We have just discussed how cotesting has greater sensitivity and specificity than using the HPV or Pap tests independently. However, does the type of HPV test affect sensitivity and specificity in cervical cancer screening? We believe so; at PathAdvantage, we recently selected the APTIMA®HPV assay for these important reasons. SPECIFICITY: Most HPV infections are transient, and are rapidly cleared by the host immune system. The majority of HPV testing is DNA based, while the APTIMA HPV assay targets the oncogenic E6/E7 mRNA products of HPV. Consequently, the APTIMA assay is more specific for these clinically meaningful, oncogenic protein producing infections rather than the transient, less significant infections SENSITIVITY: In advanced infections, the virus integrates into the host genome. Integration may cause the loss of large regions of HPV DNA, which are often the target of some HPV tests (such as the L1 region which is the target of the Roche cobas® assay1). Therefore, in advanced disease, only a small amount of integrated DNA may be left in the host cell, meaning that some assays have a false negative HPV rate in cervical cancers. (HPV DNA has been shown to be undetectable in ~10% of women with invasive cancer/carcinoma in-situ.2 3) This integration leads to the mRNA encoding of oncogenes E6 and E7 which are the targets of the APTIMA assay and are retained after infection, while these other assay targets may be lost. Scope_4_chart A recent study4 compared 6 HPV tests in the same population of 6000 women under- going routine cervical cancer screening. In summary, all the tests (with one exception) showed very high sensitivity. However, the APTIMA assay was the most specific of these tests, with approximately 5% fewer false positives than the other sensitive tests. (The NorChip test was actually the most specific of the group, although at significant cost to sensitivity.) It is this retention of sensitivity, with increased specificity, that led us to select the APTIMA assay at PathAdvantage for HPV testing.

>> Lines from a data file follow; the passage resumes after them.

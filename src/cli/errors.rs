//! CLI surface errors.

use thiserror::Error;

use crate::config::ConfigError;
use crate::decl::CompileError;

/// Result type for CLI operations.
pub type CliResult<T> = Result<T, CliError>;

/// CLI errors.
#[derive(Debug, Error)]
pub enum CliError {
    /// A file could not be read
    #[error("cannot read '{path}': {source}")]
    Io {
        path: String,
        #[source]
        source: std::io::Error,
    },

    /// Declaration compilation failed
    #[error("{0}")]
    Compile(#[from] CompileError),

    /// Engine configuration failed to load
    #[error("{0}")]
    Config(#[from] ConfigError),

    /// Document validation failed; details were already reported
    #[error("validation of '{model}' failed with {count} error(s)")]
    ValidationFailed { model: String, count: usize },
}

impl CliError {
    /// Wraps an I/O error with its path.
    pub fn io(path: impl Into<String>, source: std::io::Error) -> Self {
        Self::Io {
            path: path.into(),
            source,
        }
    }
}
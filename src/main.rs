//! aeromodel CLI entry point
//!
//! This is a minimal entrypoint that:
//! 1. Parses CLI arguments (via cli::run)
//! 2. Dispatches to CLI commands (via cli::run)
//! 3. Prints errors to stderr
//! 4. Exits with non-zero on failure
//!
//! All logic is delegated to the CLI module.

use aeromodel::cli;

fn main() {
    if let Err(e) = cli::run() {
        eprintln!("{}", e);
        std::process::exit(1);
    }
}
//! Error types for listing extraction.

use thiserror::Error;

/// Result type for showtimes operations
pub type Result<T> = std::result::Result<T, Error>;

#[derive(Debug, Error)]
pub enum Error {
    /// The request never produced a response
    #[error("HTTP error: {0}")]
    Transport(#[from] reqwest::Error),

    /// The upstream answered with a non-success status
    #[error("unexpected status {status} from {url}")]
    Status { status: u16, url: String },

    /// The page held no listing blocks; carries the page's own message
    #[error("no results: {0}")]
    EmptyResult(String),

    /// Pagination still had a next page after the configured limit
    #[error("listing has more than {max_pages} pages")]
    PageLimit { max_pages: u32 },

    #[error("invalid selector: {0}")]
    Selector(String),

    #[error("feed error: {0}")]
    Feed(#[from] rss::Error),

    #[error("JSON error: {0}")]
    Json(#[from] serde_json::Error),
}

impl Error {
    /// True for failures of the fetch itself (network or status).
    pub fn is_transport(&self) -> bool {
        matches!(self, Error::Transport(_) | Error::Status { .. })
    }
}
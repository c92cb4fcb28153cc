//! Decoding of the redirect ("cloaked") links listings use for ids, trailers and IMDb pages.

use url::Url;

/// Links in the listing are relative to this origin.
const LINK_ORIGIN: &str = "https://google.com";

/// Value of query parameter `key` in `href`, which may be absolute or site-relative.
///
/// Returns `None` when the href is empty, unparseable, or lacks the parameter.
pub fn query_param(href: Option<&str>, key: &str) -> Option<String> {
    let href = href.map(str::trim).filter(|h| !h.is_empty())?;
    let base = Url::parse(LINK_ORIGIN).ok()?;
    let url = base.join(href).ok()?;
    url.query_pairs()
        .find(|(k, _)| k == key)
        .map(|(_, v)| v.into_owned())
}

/// Theater id from the `tid` parameter of a theater link.
pub fn theater_id(href: Option<&str>) -> Option<String> {
    query_param(href, "tid")
}

/// Movie id from the `mid` parameter of a movie link.
pub fn movie_id(href: Option<&str>) -> Option<String> {
    query_param(href, "mid")
}

/// True target of a `/url?q=...` redirect, e.g. a trailer or IMDb page.
pub fn target_url(href: Option<&str>) -> Option<String> {
    query_param(href, "q").filter(|q| !q.is_empty())
}

/// IMDb title id: the last non-empty path segment of an IMDb URL.
pub fn imdb_id(imdb_url: &str) -> Option<String> {
    let url = Url::parse(imdb_url).ok()?;
    url.path_segments()?
        .filter(|s| !s.is_empty())
        .last()
        .map(str::to_string)
}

BIBLIOGRAPHY 1 Website: https://www.hpv16and18.com/labs/medical-value/ assay-design.html 2 Wheeler et al. Human papillomavirus genotype distributions: implications for vaccination and cancer screening in the United States.J Natl Cancer Inst. 2009 Apr 1;101(7):475-87. 3 Yee et al. Presence and expression of human papillomavirus sequences in human cervical carcinoma cell lines.Am J Pathol. 1985 Jun;119(3):361-6. 4 Cuzick et al..Comparing the performance of six human papillomavirus tests in a screening population. Br J Cancer. 2013 Mar 5;108(4):908-13.